**TASK DIRECTIONS**
Your answer is to be every line of the material that includes the string "expected".

**DATA SUPPLIED**
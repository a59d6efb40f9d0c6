use crate::ast::{Block, Expression, Program, Statement};
use crate::lexer::Lexer;
use crate::token::{Token, TokenType};
use std::mem;

#[derive(Debug, PartialEq, PartialOrd, Clone, Copy)]
#[repr(u8)]
enum Precedence {
    Lowest,
    Equals,      // == !=
    LessGreater, // < >
    Sum,         // + -
    Product,     // * /
    Prefix,      // -x !x
    Call,        // add(x)
    Index,       // array[0]
}

pub struct Parser<'a> {
    lexer: Lexer<'a>,
    cur: Token,
    peek: Token,
    errors: Vec<String>,
}

struct ParseRule {
    prefix: Option<fn(&mut Parser) -> Option<Expression>>,
    infix: Option<fn(&mut Parser, Expression) -> Option<Expression>>,
    precedence: Precedence,
}

impl ParseRule {
    fn get_rule(tokentype: TokenType) -> &'static ParseRule {
        &RULES[(tokentype as u8) as usize]
    }
}

macro_rules! prefix_rule {
    (None) => {
        None
    };
    ($method:ident) => {
        Some(|p: &mut Parser| p.$method())
    };
}

macro_rules! infix_rule {
    (None) => {
        None
    };
    ($method:ident) => {
        Some(|p: &mut Parser, left: Expression| p.$method(left))
    };
}

macro_rules! mkrules {
    ($($prefix:tt, $infix:tt, $precedence:tt) ; +) => {
        &[
        $(
            ParseRule {
                prefix: prefix_rule!($prefix),
                infix: infix_rule!($infix),
                precedence: Precedence::$precedence
            }
        ),+
        ]
    };
}

// One row per TokenType, in declaration order.
#[rustfmt::skip]
static RULES: &[ParseRule] = mkrules!(
    grouping,         call,   Call;        // LeftParen
    None,             None,   Lowest;      // RightParen
    None,             None,   Lowest;      // LeftBrace
    None,             None,   Lowest;      // RightBrace
    array,            index,  Index;       // LeftBracket
    None,             None,   Lowest;      // RightBracket
    None,             None,   Lowest;      // Comma
    None,             None,   Lowest;      // Semicolon
    None,             infix,  Sum;         // Plus
    prefix,           infix,  Sum;         // Minus
    None,             infix,  Product;     // Star
    None,             infix,  Product;     // Slash
    None,             infix,  LessGreater; // Less
    None,             infix,  LessGreater; // Greater
    prefix,           None,   Lowest;      // Bang
    None,             infix,  Equals;      // BangEqual
    None,             None,   Lowest;      // Equal
    None,             infix,  Equals;      // EqualEqual
    identifier,       None,   Lowest;      // Identifier
    integer,          None,   Lowest;      // Integer
    string,           None,   Lowest;      // String
    function_literal, None,   Lowest;      // Fn
    None,             None,   Lowest;      // Let
    boolean,          None,   Lowest;      // True
    boolean,          None,   Lowest;      // False
    if_expression,    None,   Lowest;      // If
    None,             None,   Lowest;      // Else
    None,             None,   Lowest;      // Return
    None,             None,   Lowest;      // EOF
    None,             None,   Lowest      // Illegal
);
use crate::token::{Token, TokenType};
use phf::phf_map;
use std::iter::Peekable;
use std::str::CharIndices;

// Note: current becomes self.iter.peek()?.0
pub struct Lexer<'a> {
    source: &'a str,
    iter: Peekable<CharIndices<'a>>,
}

impl<'a> Lexer<'a> {
    pub fn new(source: &'a str) -> Lexer<'a> {
        Lexer {
            source,
            iter: source.char_indices().peekable(),
        }
    }

    // Returns EOF forever once the source is exhausted.
    pub fn next_token(&mut self) -> Token {
        self.skip_whitespace();
        let (start, c) = match self.iter.next() {
            None => {
                return Token {
                    tokentype: TokenType::EOF,
                    literal: String::new(),
                }
            }
            Some(x) => x,
        };
        match c {
            '(' => self.token(TokenType::LeftParen, start),
            ')' => self.token(TokenType::RightParen, start),
            '{' => self.token(TokenType::LeftBrace, start),
            '}' => self.token(TokenType::RightBrace, start),
            '[' => self.token(TokenType::LeftBracket, start),
            ']' => self.token(TokenType::RightBracket, start),
            ',' => self.token(TokenType::Comma, start),
            ';' => self.token(TokenType::Semicolon, start),
            '+' => self.token(TokenType::Plus, start),
            '-' => self.token(TokenType::Minus, start),
            '*' => self.token(TokenType::Star, start),
            '/' => self.token(TokenType::Slash, start),
            '<' => self.token(TokenType::Less, start),
            '>' => self.token(TokenType::Greater, start),
            '=' => {
                if self.next_if('=') {
                    self.token(TokenType::EqualEqual, start)
                } else {
                    self.token(TokenType::Equal, start)
                }
            }
            '!' => {
                if self.next_if('=') {
                    self.token(TokenType::BangEqual, start)
                } else {
                    self.token(TokenType::Bang, start)
                }
            }
            '"' => self.string(start),
            '0'..='9' => self.number(start),
            'a'..='z' | 'A'..='Z' | '_' => self.identifier(start),
            _ => self.token(TokenType::Illegal, start),
        }
    }

    fn skip_whitespace(&mut self) {
        while let Some((_, c)) = self.iter.peek() {
            match c {
                ' ' | '\t' | '\n' | '\r' => {
                    self.iter.next();
                }
                _ => break,
            }
        }
    }

    fn current(&mut self) -> usize {
        match self.iter.peek() {
            None => self.source.len(),
            Some((idx, _)) => *idx,
        }
    }

    fn token(&mut self, tokentype: TokenType, start: usize) -> Token {
        let current = self.current();
        Token {
            tokentype,
            literal: self.source[start..current].to_string(),
        }
    }

    fn next_if(&mut self, expected: char) -> bool {
        if let Some((_, c)) = self.iter.peek() {
            if *c == expected {
                self.iter.next();
                return true;
            }
        }
        false
    }

    fn identifier(&mut self, start: usize) -> Token {
        while let Some((_, c)) = self.iter.peek() {
            match c {
                'a'..='z' | 'A'..='Z' | '_' => {
                    self.iter.next();
                }
                _ => break,
            }
        }
        let current = self.current();
        let text = &self.source[start..current];
        match KEYWORDS.get(text) {
            Some(keyword) => Token {
                tokentype: *keyword,
                literal: text.to_string(),
            },
            None => Token {
                tokentype: TokenType::Identifier,
                literal: text.to_string(),
            },
        }
    }

    fn number(&mut self, start: usize) -> Token {
        while let Some((_, c)) = self.iter.peek() {
            match c {
                '0'..='9' => {
                    self.iter.next();
                }
                _ => break,
            }
        }
        self.token(TokenType::Integer, start)
    }

    // No escape sequences; an unterminated string takes the rest of the input.
    fn string(&mut self, start: usize) -> Token {
        while let Some((_, c)) = self.iter.peek() {
            match c {
                '"' => break,
                _ => {
                    self.iter.next();
                }
            }
        }
        let end = self.current();
        self.next_if('"');
        Token {
            tokentype: TokenType::String,
            literal: self.source[start + 1..end].to_string(),
        }
    }
}

static KEYWORDS: phf::Map<&'static str, TokenType> = phf_map! {
    "fn" => TokenType::Fn,
    "let" => TokenType::Let,
    "true" => TokenType::True,
    "false" => TokenType::False,
    "if" => TokenType::If,
    "else" => TokenType::Else,
    "return" => TokenType::Return,
};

**REPLY TO THE TASK**
    fn next_if(&mut self, expected: char) -> bool {
            if *c == expected {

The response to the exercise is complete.